Start of Block

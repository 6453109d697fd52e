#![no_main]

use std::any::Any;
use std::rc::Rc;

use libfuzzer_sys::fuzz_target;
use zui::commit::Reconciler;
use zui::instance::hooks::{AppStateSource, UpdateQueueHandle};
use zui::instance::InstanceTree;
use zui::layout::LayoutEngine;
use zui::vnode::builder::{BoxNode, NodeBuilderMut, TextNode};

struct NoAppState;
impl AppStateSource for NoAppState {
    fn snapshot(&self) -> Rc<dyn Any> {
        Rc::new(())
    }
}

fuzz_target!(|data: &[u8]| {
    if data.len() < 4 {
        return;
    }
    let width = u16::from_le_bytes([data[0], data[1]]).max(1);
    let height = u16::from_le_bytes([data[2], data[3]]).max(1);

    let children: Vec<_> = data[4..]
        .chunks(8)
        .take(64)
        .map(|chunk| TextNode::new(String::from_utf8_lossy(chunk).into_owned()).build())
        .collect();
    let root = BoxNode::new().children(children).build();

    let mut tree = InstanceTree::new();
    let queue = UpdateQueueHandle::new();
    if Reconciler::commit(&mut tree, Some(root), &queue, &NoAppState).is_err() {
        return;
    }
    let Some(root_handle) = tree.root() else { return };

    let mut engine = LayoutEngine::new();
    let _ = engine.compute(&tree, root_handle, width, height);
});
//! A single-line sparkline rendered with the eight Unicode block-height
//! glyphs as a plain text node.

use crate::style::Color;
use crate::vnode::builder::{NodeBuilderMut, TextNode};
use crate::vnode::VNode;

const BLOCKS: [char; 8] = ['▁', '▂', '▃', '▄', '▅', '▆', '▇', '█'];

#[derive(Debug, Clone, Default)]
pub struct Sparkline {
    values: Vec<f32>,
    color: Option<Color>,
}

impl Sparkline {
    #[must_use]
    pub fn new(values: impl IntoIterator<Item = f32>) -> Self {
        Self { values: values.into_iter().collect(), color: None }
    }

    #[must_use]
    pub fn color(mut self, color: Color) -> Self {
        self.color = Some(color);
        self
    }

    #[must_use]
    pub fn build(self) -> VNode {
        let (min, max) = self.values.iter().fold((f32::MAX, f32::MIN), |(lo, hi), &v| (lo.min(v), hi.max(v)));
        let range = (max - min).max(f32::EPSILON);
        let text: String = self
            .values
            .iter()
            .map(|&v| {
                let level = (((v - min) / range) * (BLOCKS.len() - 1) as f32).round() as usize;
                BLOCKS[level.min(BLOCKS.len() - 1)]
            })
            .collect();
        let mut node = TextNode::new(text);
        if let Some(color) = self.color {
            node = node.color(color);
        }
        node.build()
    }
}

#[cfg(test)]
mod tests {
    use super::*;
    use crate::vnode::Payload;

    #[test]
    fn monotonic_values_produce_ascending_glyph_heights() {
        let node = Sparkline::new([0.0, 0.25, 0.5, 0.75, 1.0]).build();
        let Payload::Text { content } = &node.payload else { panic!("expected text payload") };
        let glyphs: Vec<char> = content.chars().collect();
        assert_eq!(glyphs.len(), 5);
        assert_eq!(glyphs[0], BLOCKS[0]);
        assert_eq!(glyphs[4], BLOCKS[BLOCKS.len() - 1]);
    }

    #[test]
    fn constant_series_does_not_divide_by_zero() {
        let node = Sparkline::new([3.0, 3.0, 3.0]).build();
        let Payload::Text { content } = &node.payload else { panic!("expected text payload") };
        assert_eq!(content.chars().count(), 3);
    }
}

End of Block

Begin at the first line of the records above and restate each line word for word, stopping after the line with "impl AppStateSource for".

repository 6453109d697fd52e
#![no_main]

use std::any::Any;
use std::rc::Rc;

use libfuzzer_sys::fuzz_target;
use zui::commit::Reconciler;
use zui::instance::hooks::{AppStateSource, UpdateQueueHandle};
use zui::instance::InstanceTree;
use zui::layout::LayoutEngine;
use zui::vnode::builder::{BoxNode, NodeBuilderMut, TextNode};

struct NoAppState;
impl AppStateSource for NoAppState {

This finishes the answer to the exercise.